Balaji Rao

Personal information
- Full name: Wandavasi Dorakanti Balaji Rao
- Born: 4 March 1978 (age 48) Chennai, India
- Nickname: Kutty
- Batting: Left-handed
- Bowling: Right-arm leg-break
- Role: Bowler

International information
- National side: Canada (2008–2011);
- ODI debut (cap 62): 24 August 2008 v West Indies
- Last ODI: 16 March 2011 v Australia
- T20I debut (cap 14): 10 October 2008 v Pakistan
- Last T20I: 13 October 2008 v Zimbabwe

Career statistics
| Competition | ODI | T20I |
| Matches | 10 | 4 |
| Runs scored | 59 | 32 |
| Batting average | 7.37 | 10.66 |
| 100s/50s | 0/0 | 0/0 |
| Top score | 24 | 22* |
| Balls bowled | 474 | 84 |
| Wickets | 12 | 6 |
| Bowling average | 37.33 | 17.83 |
| 5 wickets in innings | 0 | 0 |
| 10 wickets in match | 0 | 0 |
| Best bowling | 4/57 | 3/21 |
| Catches/stumpings | 3/– | 1/– |
- Source: ESPNcricinfo, 16 July 2024

= Balaji Rao (Canadian cricketer) =

Indian cricketer (born 1978)

Wandavasi Dorakanti Balaji Rao (born 4 March 1978) is an Indian-Canadian former cricketer who played 10 One Day Internationals and four Twenty20 Internationals for Canada between 2008 and 2011. Earlier in his career, he made appearances for the India national under-19 cricket team.

==Cricket career==
Balaji represented Tamil Nadu in the Ranji Trophy.
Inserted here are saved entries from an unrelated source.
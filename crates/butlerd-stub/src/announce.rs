//! Lines the stub prints on stdout

use std::io::{self, Write};

use diag_protocol::handshake::{LISTEN_NOTIFICATION, LOG_LINE};
use diag_protocol::{Secret, TransportKind};
use serde_json::json;

/// The listen notification for `address`, with or without a secret
pub fn listen_line(kind: TransportKind, address: &str, secret: Option<&Secret>) -> String {
    let mut line = json!({ "type": LISTEN_NOTIFICATION });
    line[kind.to_string()] = json!({ "address": address });
    if let Some(secret) = secret {
        line["secret"] = json!(secret.expose());
    }
    line.to_string()
}

/// A structured log line
pub fn log_line(level: &str, message: &str) -> String {
    json!({ "type": LOG_LINE, "level": level, "message": message }).to_string()
}

/// Print one line on stdout and flush so the reader sees it immediately
pub fn emit(line: &str) -> io::Result<()> {
    let mut stdout = io::stdout().lock();
    writeln!(stdout, "{}", line)?;
    stdout.flush()
}
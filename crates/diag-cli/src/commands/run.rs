//! Full diagnostic run: install layout, butler version, daemon probe

use std::sync::Arc;

use anyhow::Result;
use tokio_util::sync::CancellationToken;

use crate::output::{format_layout, format_outcomes, print_error, print_info, ConsoleSink};
use diag_core::config::DiagConfig;
use diag_core::{CheckHarness, DiagnosticSink};
use diag_probe::{butler_version, Probe};

use super::layout_for;
use super::probe::print_report;

/// Run every check in order. Returns whether all of them passed.
///
/// A failed check is reported and the run carries on with the next one;
/// only checks that need the previous result are skipped.
pub async fn run_command(config: &DiagConfig, cancel: &CancellationToken) -> Result<bool> {
    let sink: Arc<dyn DiagnosticSink> = Arc::new(ConsoleSink);
    let mut harness = CheckHarness::new(sink.clone());

    let layout = match layout_for(config) {
        Ok(layout) => layout,
        Err(e) => {
            print_error(&format!("Cannot locate the itch app data folder: {}", e));
            return Ok(false);
        }
    };

    if let Some(report) = harness
        .run("Inspecting butler install", || async { layout.inspect() })
        .await
    {
        print_info(&format_layout(&report));
    }

    let executable = harness
        .run("Locating butler", || async { layout.butler_executable() })
        .await;

    if let Some(executable) = &executable {
        if let Some(version) = harness
            .run("Checking butler version", || {
                butler_version(executable, config.probe.version_timeout)
            })
            .await
        {
            print_info(&format!("butler {}", version));
        }

        let mut probe = Probe::from_layout(&layout, config.probe.clone(), sink)?;
        if let Some(report) = harness
            .run("Probing butlerd", || probe.run(cancel))
            .await
        {
            print_report(&report);
        }
    }

    println!();
    println!("{}", format_outcomes(harness.outcomes()));

    let passed = harness.all_passed();
    if !passed {
        let failed = harness.failures().count();
        print_error(&format!("{} check(s) failed", failed));
    }
    Ok(passed)
}
//! Bearer secret announced by the daemon

use serde::{Deserialize, Serialize};
use std::fmt;

/// Opaque credential that must accompany every call to the daemon.
///
/// `Debug` and `Display` only ever show a redacted form; use [`Secret::expose`]
/// at the single point where the value is put on the wire.
#[derive(Clone, PartialEq, Eq, Serialize, Deserialize)]
#[serde(transparent)]
pub struct Secret(String);

impl Secret {
    /// Wrap a raw secret
    pub fn new(secret: impl Into<String>) -> Self {
        Self(secret.into())
    }

    /// The raw secret value
    pub fn expose(&self) -> &str {
        &self.0
    }

    /// Whether the secret is empty
    pub fn is_empty(&self) -> bool {
        self.0.is_empty()
    }

    /// A form that is safe to log: at most the first two characters survive
    pub fn redacted(&self) -> String {
        if self.0.chars().count() <= 4 {
            return "****".to_string();
        }
        let prefix: String = self.0.chars().take(2).collect();
        format!("{}****", prefix)
    }
}

impl fmt::Debug for Secret {
    fn fmt(&self, f: &mut fmt::Formatter<'_>) -> fmt::Result {
        f.debug_tuple("Secret").field(&self.redacted()).finish()
    }
}

impl fmt::Display for Secret {
    fn fmt(&self, f: &mut fmt::Formatter<'_>) -> fmt::Result {
        f.write_str(&self.redacted())
    }
}
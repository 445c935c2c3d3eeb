//! Labeled check harness
//!
//! Each diagnostic runs as a named check. A failing check is reported with
//! its label and the run moves on to the next one.

use std::fmt::Display;
use std::future::Future;
use std::sync::Arc;
use std::time::{Duration, Instant};

use crate::traits::DiagnosticSink;

/// Result of one check
#[derive(Debug, Clone)]
pub struct CheckOutcome {
    pub label: String,
    pub elapsed: Duration,
    /// Rendered error, `None` if the check passed
    pub error: Option<String>,
}

impl CheckOutcome {
    pub fn passed(&self) -> bool {
        self.error.is_none()
    }
}

/// Runs checks in sequence and keeps their outcomes
pub struct CheckHarness {
    sink: Arc<dyn DiagnosticSink>,
    outcomes: Vec<CheckOutcome>,
}

impl CheckHarness {
    pub fn new(sink: Arc<dyn DiagnosticSink>) -> Self {
        Self {
            sink,
            outcomes: Vec::new(),
        }
    }

    /// Sink the checks report into
    pub fn sink(&self) -> &Arc<dyn DiagnosticSink> {
        &self.sink
    }

    /// Run one labeled check.
    ///
    /// Returns the check's value on success. On failure the error is logged
    /// as a warning and `None` is returned so the caller can carry on.
    pub async fn run<F, Fut, T, E>(&mut self, label: &str, check: F) -> Option<T>
    where
        F: FnOnce() -> Fut,
        Fut: Future<Output = Result<T, E>>,
        E: Display,
    {
        self.sink.debug(&format!("{}...", label));
        let started = Instant::now();

        let result = check().await;
        let elapsed = started.elapsed();

        match result {
            Ok(value) => {
                self.sink.success(&format!("{} ({} ms)", label, elapsed.as_millis()));
                self.outcomes.push(CheckOutcome {
                    label: label.to_string(),
                    elapsed,
                    error: None,
                });
                Some(value)
            }
            Err(e) => {
                let rendered = format!("{:#}", e);
                self.sink
                    .warn(&format!("While doing '{}': {}", label, rendered));
                self.outcomes.push(CheckOutcome {
                    label: label.to_string(),
                    elapsed,
                    error: Some(rendered),
                });
                None
            }
        }
    }

    pub fn outcomes(&self) -> &[CheckOutcome] {
        &self.outcomes
    }

    /// Checks that did not pass
    pub fn failures(&self) -> impl Iterator<Item = &CheckOutcome> {
        self.outcomes.iter().filter(|o| !o.passed())
    }

    pub fn all_passed(&self) -> bool {
        self.outcomes.iter().all(CheckOutcome::passed)
    }
}

#[cfg(test)]
mod tests {
    use super::*;
    use crate::traits::MemorySink;
    use crate::types::Level;

    #[tokio::test]
    async fn test_passing_check_returns_value() {
        let sink = Arc::new(MemorySink::new());
        let mut harness = CheckHarness::new(sink.clone());

        let value = harness
            .run("Counting", || async { Ok::<_, String>(3) })
            .await;

        assert_eq!(value, Some(3));
        assert!(harness.all_passed());
        assert_eq!(sink.messages_at(Level::Debug), vec!["Counting...".to_string()]);
        assert_eq!(sink.messages_at(Level::Success).len(), 1);
    }

    #[tokio::test]
    async fn test_failure_is_reported_and_run_continues() {
        let sink = Arc::new(MemorySink::new());
        let mut harness = CheckHarness::new(sink.clone());

        let first: Option<()> = harness
            .run("Checking butler", || async { Err("butler.exe: not found") })
            .await;
        let second = harness.run("Next", || async { Ok::<_, String>("ok") }).await;

        assert!(first.is_none());
        assert_eq!(second, Some("ok"));
        assert!(!harness.all_passed());
        assert_eq!(
            sink.messages_at(Level::Warn),
            vec!["While doing 'Checking butler': butler.exe: not found".to_string()]
        );

        let failures: Vec<_> = harness.failures().map(|o| o.label.as_str()).collect();
        assert_eq!(failures, vec!["Checking butler"]);
        assert_eq!(harness.outcomes().len(), 2);
    }
}
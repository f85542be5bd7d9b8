// Copyright (C) 2026 The Workbay Authors
// Use of this source code is governed by an MIT-style
// license that can be found in the LICENSE file or at
// https://opensource.org/licenses/MIT.

//! Parts issue and return operation tests.

use workbay_persistence::Persistence;

use crate::tests::helpers::{
    DEALER_ID, OTHER_DEALER_ID, RecordingSink, create_foreign_manager, create_test_job,
    create_test_technician, create_test_variant, now,
};
use crate::{
    ApiError, IssuePartsRequest, Notification, ReturnPartsRequest, issue_parts, list_job_parts,
    return_parts,
};

const CREATED_AT: &str = "2026-10-19T07:00:00Z";

#[test]
fn test_issue_returns_usage_and_notifies() {
    let mut persistence = Persistence::new_in_memory().unwrap();
    let sink = RecordingSink::default();
    let job = create_test_job(&mut persistence, "JC-1", CREATED_AT);
    let variant = create_test_variant(&mut persistence, DEALER_ID, 10);

    let usage = issue_parts(
        &mut persistence,
        &sink,
        &create_test_technician(),
        job.job_card_id,
        &IssuePartsRequest {
            variant_id: variant.variant_id,
            quantity: 4,
        },
        now(),
    )
    .unwrap();

    assert_eq!(usage.quantity, 4);
    assert_eq!(usage.unit_price_cents, 2_500);
    assert_eq!(usage.total_price_cents, 10_000);
    assert_eq!(usage.issued_at, "2026-10-19T12:00:00Z");
    assert_eq!(
        persistence
            .get_part_variant(variant.variant_id)
            .unwrap()
            .stock_quantity,
        6
    );
    assert_eq!(
        sink.published(),
        vec![Notification::PartsIssued {
            dealer_id: DEALER_ID,
            job_card_id: job.job_card_id,
            usage_id: usage.usage_id,
            variant_id: variant.variant_id,
            quantity: 4,
        }]
    );
}

#[test]
fn test_insufficient_stock_reports_available() {
    let mut persistence = Persistence::new_in_memory().unwrap();
    let sink = RecordingSink::default();
    let job = create_test_job(&mut persistence, "JC-1", CREATED_AT);
    let variant = create_test_variant(&mut persistence, DEALER_ID, 3);

    let err = issue_parts(
        &mut persistence,
        &sink,
        &create_test_technician(),
        job.job_card_id,
        &IssuePartsRequest {
            variant_id: variant.variant_id,
            quantity: 5,
        },
        now(),
    )
    .unwrap_err();

    assert_eq!(
        err,
        ApiError::InsufficientStock {
            variant_id: variant.variant_id,
            requested: 5,
            available: 3,
        }
    );
    assert_eq!(
        persistence
            .get_part_variant(variant.variant_id)
            .unwrap()
            .stock_quantity,
        3
    );
    assert!(sink.published().is_empty());
}

#[test]
fn test_zero_quantity_is_rejected_before_lookup() {
    let mut persistence = Persistence::new_in_memory().unwrap();

    let err = issue_parts(
        &mut persistence,
        &RecordingSink::default(),
        &create_test_technician(),
        404,
        &IssuePartsRequest {
            variant_id: 1,
            quantity: 0,
        },
        now(),
    )
    .unwrap_err();

    assert!(matches!(err, ApiError::InvalidRequest { ref field, .. } if field == "quantity"));
}

#[test]
fn test_variant_from_other_dealer_is_forbidden() {
    let mut persistence = Persistence::new_in_memory().unwrap();
    let job = create_test_job(&mut persistence, "JC-1", CREATED_AT);
    let foreign = create_test_variant(&mut persistence, OTHER_DEALER_ID, 10);

    let err = issue_parts(
        &mut persistence,
        &RecordingSink::default(),
        &create_test_technician(),
        job.job_card_id,
        &IssuePartsRequest {
            variant_id: foreign.variant_id,
            quantity: 1,
        },
        now(),
    )
    .unwrap_err();

    assert!(matches!(err, ApiError::Forbidden { .. }));
    assert_eq!(
        persistence
            .get_part_variant(foreign.variant_id)
            .unwrap()
            .stock_quantity,
        10
    );
}

#[test]
fn test_caller_from_other_dealer_cannot_issue() {
    let mut persistence = Persistence::new_in_memory().unwrap();
    let job = create_test_job(&mut persistence, "JC-1", CREATED_AT);
    let variant = create_test_variant(&mut persistence, DEALER_ID, 10);

    let err = issue_parts(
        &mut persistence,
        &RecordingSink::default(),
        &create_foreign_manager(),
        job.job_card_id,
        &IssuePartsRequest {
            variant_id: variant.variant_id,
            quantity: 1,
        },
        now(),
    )
    .unwrap_err();

    assert!(matches!(err, ApiError::Forbidden { .. }));
}

#[test]
fn test_full_and_partial_returns() {
    let mut persistence = Persistence::new_in_memory().unwrap();
    let sink = RecordingSink::default();
    let caller = create_test_technician();
    let job = create_test_job(&mut persistence, "JC-1", CREATED_AT);
    let variant = create_test_variant(&mut persistence, DEALER_ID, 10);
    let usage = issue_parts(
        &mut persistence,
        &sink,
        &caller,
        job.job_card_id,
        &IssuePartsRequest {
            variant_id: variant.variant_id,
            quantity: 5,
        },
        now(),
    )
    .unwrap();

    let partial = return_parts(
        &mut persistence,
        &sink,
        &caller,
        usage.usage_id,
        &ReturnPartsRequest {
            quantity: 2,
            reason: Some(String::from("over-ordered")),
        },
        now(),
    )
    .unwrap();
    assert_eq!(partial.returned_quantity, 2);
    assert_eq!(partial.remaining_quantity, 3);
    assert!(!partial.fully_returned);

    let parts = list_job_parts(&mut persistence, &caller, job.job_card_id).unwrap();
    assert_eq!(parts.parts.len(), 1);
    assert_eq!(parts.parts[0].quantity, 3);
    assert_eq!(parts.parts[0].total_price_cents, 7_500);

    let full = return_parts(
        &mut persistence,
        &sink,
        &caller,
        usage.usage_id,
        &ReturnPartsRequest {
            quantity: 3,
            reason: None,
        },
        now(),
    )
    .unwrap();
    assert!(full.fully_returned);
    assert_eq!(full.remaining_quantity, 0);

    assert!(
        list_job_parts(&mut persistence, &caller, job.job_card_id)
            .unwrap()
            .parts
            .is_empty()
    );
    assert_eq!(
        persistence
            .get_part_variant(variant.variant_id)
            .unwrap()
            .stock_quantity,
        10
    );
    assert_eq!(sink.published().len(), 3);
    assert!(matches!(
        sink.published().last(),
        Some(Notification::PartsReturned {
            fully_returned: true,
            returned_quantity: 3,
            ..
        })
    ));
}

#[test]
fn test_over_return_is_invalid_request() {
    let mut persistence = Persistence::new_in_memory().unwrap();
    let sink = RecordingSink::default();
    let caller = create_test_technician();
    let job = create_test_job(&mut persistence, "JC-1", CREATED_AT);
    let variant = create_test_variant(&mut persistence, DEALER_ID, 10);
    let usage = issue_parts(
        &mut persistence,
        &sink,
        &caller,
        job.job_card_id,
        &IssuePartsRequest {
            variant_id: variant.variant_id,
            quantity: 2,
        },
        now(),
    )
    .unwrap();

    let err = return_parts(
        &mut persistence,
        &sink,
        &caller,
        usage.usage_id,
        &ReturnPartsRequest {
            quantity: 5,
            reason: None,
        },
        now(),
    )
    .unwrap_err();

    assert!(matches!(err, ApiError::InvalidRequest { ref field, .. } if field == "quantity"));
    assert_eq!(persistence.get_parts_usage(usage.usage_id).unwrap(), usage);
}

#[test]
fn test_return_of_missing_usage_is_not_found() {
    let mut persistence = Persistence::new_in_memory().unwrap();

    let err = return_parts(
        &mut persistence,
        &RecordingSink::default(),
        &create_test_technician(),
        404,
        &ReturnPartsRequest {
            quantity: 1,
            reason: None,
        },
        now(),
    )
    .unwrap_err();

    assert!(matches!(err, ApiError::NotFound { .. }));
}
He played for the Centurions Cricket Club, a large cricket organization in Toronto.

==Controversies==
On 3 March 2011, in the 2011 Cricket World Cup match between Canada and Pakistan, following an aggressive exchange between Pakistani bowler Umar Gul, Rao, who was batting, lashed out with Hindi slurs after Pakistani fielder Ahmed Shehzad appeared to provoke the batsman.